[Extracted records]
_ _ _ _ _ _ _

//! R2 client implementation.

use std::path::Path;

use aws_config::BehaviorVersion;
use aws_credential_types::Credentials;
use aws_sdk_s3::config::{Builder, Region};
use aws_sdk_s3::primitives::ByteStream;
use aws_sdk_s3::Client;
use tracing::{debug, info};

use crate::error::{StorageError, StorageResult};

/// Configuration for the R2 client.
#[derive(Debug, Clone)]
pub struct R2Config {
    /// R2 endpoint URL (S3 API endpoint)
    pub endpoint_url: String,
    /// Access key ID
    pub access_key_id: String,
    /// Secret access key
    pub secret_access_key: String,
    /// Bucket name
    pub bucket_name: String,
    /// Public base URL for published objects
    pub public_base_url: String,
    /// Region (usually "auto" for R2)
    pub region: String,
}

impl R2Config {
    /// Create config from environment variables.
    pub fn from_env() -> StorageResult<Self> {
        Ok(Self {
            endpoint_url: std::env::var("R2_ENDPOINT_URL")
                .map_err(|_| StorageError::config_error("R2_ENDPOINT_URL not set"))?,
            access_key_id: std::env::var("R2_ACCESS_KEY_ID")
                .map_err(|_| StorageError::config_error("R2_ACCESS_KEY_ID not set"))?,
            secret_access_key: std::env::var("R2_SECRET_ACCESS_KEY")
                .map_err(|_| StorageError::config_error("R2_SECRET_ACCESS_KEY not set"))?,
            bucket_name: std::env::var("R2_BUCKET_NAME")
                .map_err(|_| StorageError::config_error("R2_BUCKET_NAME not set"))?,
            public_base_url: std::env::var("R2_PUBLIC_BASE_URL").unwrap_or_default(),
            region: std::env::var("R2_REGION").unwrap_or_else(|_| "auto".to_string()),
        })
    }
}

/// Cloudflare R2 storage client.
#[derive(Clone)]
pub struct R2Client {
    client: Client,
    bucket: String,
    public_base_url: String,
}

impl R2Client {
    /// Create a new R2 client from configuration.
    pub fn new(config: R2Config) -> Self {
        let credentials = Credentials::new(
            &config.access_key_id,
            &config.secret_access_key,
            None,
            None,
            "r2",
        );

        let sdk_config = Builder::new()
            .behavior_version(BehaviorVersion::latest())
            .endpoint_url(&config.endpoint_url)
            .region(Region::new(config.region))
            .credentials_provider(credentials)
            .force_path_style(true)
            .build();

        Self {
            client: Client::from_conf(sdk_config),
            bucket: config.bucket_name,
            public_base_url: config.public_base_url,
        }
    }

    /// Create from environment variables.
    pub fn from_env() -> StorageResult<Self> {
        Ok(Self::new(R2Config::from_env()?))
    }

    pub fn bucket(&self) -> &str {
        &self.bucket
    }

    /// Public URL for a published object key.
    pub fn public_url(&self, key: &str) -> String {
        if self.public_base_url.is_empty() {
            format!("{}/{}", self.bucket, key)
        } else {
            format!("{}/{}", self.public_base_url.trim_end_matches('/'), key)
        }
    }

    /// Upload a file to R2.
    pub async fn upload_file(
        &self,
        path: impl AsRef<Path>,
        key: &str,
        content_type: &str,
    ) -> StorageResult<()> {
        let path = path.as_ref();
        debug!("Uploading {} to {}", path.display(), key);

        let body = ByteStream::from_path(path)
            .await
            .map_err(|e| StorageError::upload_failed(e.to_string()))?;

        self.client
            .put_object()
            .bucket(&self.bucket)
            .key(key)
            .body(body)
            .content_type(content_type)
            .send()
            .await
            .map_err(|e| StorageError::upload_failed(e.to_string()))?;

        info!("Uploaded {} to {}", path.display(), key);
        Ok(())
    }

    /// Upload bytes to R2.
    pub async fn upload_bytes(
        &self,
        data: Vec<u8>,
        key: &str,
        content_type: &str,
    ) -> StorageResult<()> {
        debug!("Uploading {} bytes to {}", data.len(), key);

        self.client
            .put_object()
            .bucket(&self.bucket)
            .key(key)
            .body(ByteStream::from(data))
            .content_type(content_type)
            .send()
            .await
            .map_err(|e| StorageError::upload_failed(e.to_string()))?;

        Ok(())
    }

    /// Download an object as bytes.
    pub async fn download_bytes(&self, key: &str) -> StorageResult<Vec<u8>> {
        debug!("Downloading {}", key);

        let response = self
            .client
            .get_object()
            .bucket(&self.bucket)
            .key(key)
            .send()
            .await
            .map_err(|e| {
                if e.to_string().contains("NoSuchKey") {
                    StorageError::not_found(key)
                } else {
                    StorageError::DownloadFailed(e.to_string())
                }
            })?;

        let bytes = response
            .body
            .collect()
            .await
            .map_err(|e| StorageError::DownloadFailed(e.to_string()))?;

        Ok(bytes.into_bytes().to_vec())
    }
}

_ _ _ _ _ _ _

[Description of the task] How many lines in the records include "async"? Answer with the number alone.

[Output for this exercise] 3